◆ Data to use:
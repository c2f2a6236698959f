//! `meetslot` CLI: compute common meeting slots from free/busy JSON.
//!
//! ## Usage
//!
//! ```sh
//! # Slots for everyone in busy.json (stdin → stdout)
//! cat busy.json | meetslot slots --date 2026-03-16 --duration 60
//!
//! # Half-hour meetings every 15 minutes, Tehran working hours
//! meetslot slots -i busy.json --date 2026-03-16 --duration 30 --step 15 --tz Asia/Tehran
//!
//! # Only some participants, defaults from a config file
//! meetslot slots -i busy.json --date 2026-03-16 --duration 45 \
//!   --participants a@example.com,b@example.com --config scheduler.json
//!
//! # Show the working window as UTC instants
//! meetslot window --date 2026-03-16 --tz America/New_York
//!
//! # Show how busy entries are parsed
//! meetslot normalize -i busy.json
//! ```
//!
//! `busy.json` maps each participant to an array of `{"start", "end"}` entries.

use anyhow::{Context, Result};
use chrono::NaiveDate;
use clap::{Parser, Subcommand};
use serde::Serialize;
use std::io::{self, Read};
use tracing_subscriber::EnvFilter;

use slot_engine::config::validate_working_hours;
use slot_engine::normalize::{entries_from_json, normalize_entries, RawBusyEntry};
use slot_engine::{
    find_common_slots, resolve_timezone, working_window, CandidateSlot, InMemoryBusySource,
    MeetingRequest, SchedulerConfig, SlotError,
};

#[derive(Parser)]
#[command(
    name = "meetslot",
    version,
    about = "Find meeting slots every participant is free for"
)]
struct Cli {
    #[command(subcommand)]
    command: Commands,

    /// Log pipeline details to stderr (overridden by RUST_LOG)
    #[arg(short, long, global = true)]
    verbose: bool,
}

#[derive(Subcommand)]
enum Commands {
    /// Compute common candidate slots
    Slots {
        /// Busy JSON file (reads from stdin if omitted)
        #[arg(short, long)]
        input: Option<String>,
        /// Output file (writes to stdout if omitted)
        #[arg(short, long)]
        output: Option<String>,
        /// Meeting date (YYYY-MM-DD) in the meeting timezone
        #[arg(long)]
        date: NaiveDate,
        /// Meeting length in minutes
        #[arg(long, allow_negative_numbers = true)]
        duration: i64,
        /// Minutes between consecutive slot starts (defaults to the duration)
        #[arg(long)]
        step: Option<i64>,
        /// IANA timezone of the working day
        #[arg(long)]
        tz: Option<String>,
        /// First working hour
        #[arg(long)]
        start_hour: Option<u32>,
        /// End of the working day (hour, exclusive)
        #[arg(long)]
        end_hour: Option<u32>,
        /// Merge busy periods separated by at most this many minutes
        #[arg(long, allow_negative_numbers = true)]
        margin: Option<i64>,
        /// Comma-separated participants (defaults to everyone in the input)
        #[arg(long)]
        participants: Option<String>,
        /// JSON scheduler config file
        #[arg(long)]
        config: Option<String>,
    },
    /// Show the working window for a date and timezone
    Window {
        #[arg(long)]
        date: NaiveDate,
        #[arg(long)]
        tz: Option<String>,
        #[arg(long, default_value_t = slot_engine::config::DEFAULT_WORK_START_HOUR)]
        start_hour: u32,
        #[arg(long, default_value_t = slot_engine::config::DEFAULT_WORK_END_HOUR)]
        end_hour: u32,
    },
    /// Parse busy entries and report what was kept and skipped
    Normalize {
        /// Busy JSON file (reads from stdin if omitted)
        #[arg(short, long)]
        input: Option<String>,
    },
}

#[derive(Serialize)]
struct SlotDto {
    start: String,
    end: String,
    duration_minutes: i64,
}

impl From<&CandidateSlot> for SlotDto {
    fn from(slot: &CandidateSlot) -> Self {
        Self {
            start: slot.start.to_rfc3339(),
            end: slot.end.to_rfc3339(),
            duration_minutes: slot.duration_minutes(),
        }
    }
}

#[derive(Serialize)]
struct WindowDto {
    timezone: String,
    start_utc: String,
    end_utc: String,
    start_local: String,
    end_local: String,
}

#[derive(Serialize)]
struct IntervalDto {
    start: String,
    end: String,
}

#[derive(Serialize)]
struct NormalizedDto {
    participant: String,
    intervals: Vec<IntervalDto>,
    skipped: usize,
}

fn main() -> Result<()> {
    let cli = Cli::parse();
    init_logging(cli.verbose);

    match cli.command {
        Commands::Slots {
            input,
            output,
            date,
            duration,
            step,
            tz,
            start_hour,
            end_hour,
            margin,
            participants,
            config,
        } => {
            let mut config = load_config(config.as_deref())?;
            if let Some(h) = start_hour {
                config.work_start_hour = h;
            }
            if let Some(h) = end_hour {
                config.work_end_hour = h;
            }
            if let Some(m) = margin {
                config.merge_margin_minutes = m;
            }
            config.validate().context("Invalid scheduler settings")?;

            let busy = read_busy(input.as_deref())?;
            let participants = match participants.as_deref() {
                Some(raw) => split_list(raw),
                None => busy.iter().map(|(p, _)| p.clone()).collect(),
            };

            let mut source = InMemoryBusySource::new();
            for (participant, entries) in busy {
                source.insert(participant, entries);
            }

            let request = MeetingRequest {
                participants,
                date,
                duration_minutes: duration,
                step_minutes: step,
                timezone: tz,
            };

            let slots = match find_common_slots(&source, &request, &config) {
                Ok(slots) => slots,
                Err(SlotError::NoSlotsAvailable) => {
                    anyhow::bail!("No available time slots on {} for {} minutes", date, duration)
                }
                Err(e) => return Err(e).context("Failed to compute slots"),
            };

            tracing::debug!(count = slots.len(), "Writing slots");
            let dtos: Vec<SlotDto> = slots.iter().map(SlotDto::from).collect();
            let json = serde_json::to_string_pretty(&dtos)?;
            write_output(output.as_deref(), &json)?;
        }
        Commands::Window {
            date,
            tz,
            start_hour,
            end_hour,
        } => {
            validate_working_hours(start_hour, end_hour)?;
            let tz = resolve_timezone(tz.as_deref().unwrap_or("UTC"));
            let window = working_window(date, &tz, start_hour, end_hour);
            let dto = WindowDto {
                timezone: tz.name().to_string(),
                start_utc: window.start.to_rfc3339(),
                end_utc: window.end.to_rfc3339(),
                start_local: window.start.with_timezone(&tz).to_rfc3339(),
                end_local: window.end.with_timezone(&tz).to_rfc3339(),
            };
            println!("{}", serde_json::to_string_pretty(&dto)?);
        }
        Commands::Normalize { input } => {
            let busy = read_busy(input.as_deref())?;
            let report: Vec<NormalizedDto> = busy
                .iter()
                .map(|(participant, entries)| {
                    let mut normalized = normalize_entries(entries);
                    normalized.intervals.sort_by_key(|i| (i.start, i.end));
                    NormalizedDto {
                        participant: participant.clone(),
                        intervals: normalized
                            .intervals
                            .iter()
                            .map(|i| IntervalDto {
                                start: i.start.to_rfc3339(),
                                end: i.end.to_rfc3339(),
                            })
                            .collect(),
                        skipped: normalized.skipped,
                    }
                })
                .collect();
            println!("{}", serde_json::to_string_pretty(&report)?);
        }
    }

    Ok(())
}

/// Install a stderr subscriber. `RUST_LOG` wins over `--verbose`.
fn init_logging(verbose: bool) {
    let default = if verbose { "debug" } else { "warn" };
    let filter = EnvFilter::try_from_default_env().unwrap_or_else(|_| EnvFilter::new(default));
    tracing_subscriber::fmt()
        .with_env_filter(filter)
        .with_writer(io::stderr)
        .with_target(false)
        .init();
}

fn load_config(path: Option<&str>) -> Result<SchedulerConfig> {
    match path {
        Some(path) => {
            let raw = std::fs::read_to_string(path)
                .with_context(|| format!("Failed to read config: {}", path))?;
            SchedulerConfig::from_json_str(&raw)
                .with_context(|| format!("Invalid config: {}", path))
        }
        None => Ok(SchedulerConfig::default()),
    }
}

/// Read the participant → busy entries document, keeping document order.
fn read_busy(path: Option<&str>) -> Result<Vec<(String, Vec<RawBusyEntry>)>> {
    let raw = read_input(path)?;
    let value: serde_json::Value =
        serde_json::from_str(&raw).context("Busy input is not valid JSON")?;
    let map = value
        .as_object()
        .context("Busy input must be a JSON object mapping participants to busy entries")?;

    map.iter()
        .map(|(participant, entries)| {
            let entries = entries_from_json(entries).with_context(|| {
                format!("Busy entries for '{}' must be a JSON array", participant)
            })?;
            Ok((participant.clone(), entries))
        })
        .collect()
}

/// `"a, b,,c"` → `["a", "b", "c"]`
fn split_list(raw: &str) -> Vec<String> {
    raw.split(',')
        .map(str::trim)
        .filter(|s| !s.is_empty())
        .map(str::to_string)
        .collect()
}

fn read_input(path: Option<&str>) -> Result<String> {
    match path {
        Some(path) => {
            std::fs::read_to_string(path).with_context(|| format!("Failed to read file: {}", path))
        }
        None => {
            let mut buf = String::new();
            io::stdin()
                .read_to_string(&mut buf)
                .context("Failed to read from stdin")?;
            Ok(buf)
        }
    }
}

fn write_output(path: Option<&str>, content: &str) -> Result<()> {
    match path {
        Some(path) => {
            std::fs::write(path, content)
                .with_context(|| format!("Failed to write file: {}", path))?;
        }
        None => {
            println!("{}", content);
        }
    }
    Ok(())
}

◆ Work order: How many lines in the entries contain the string "content"? Answer with the number only.

◆ Result of this exercise: 3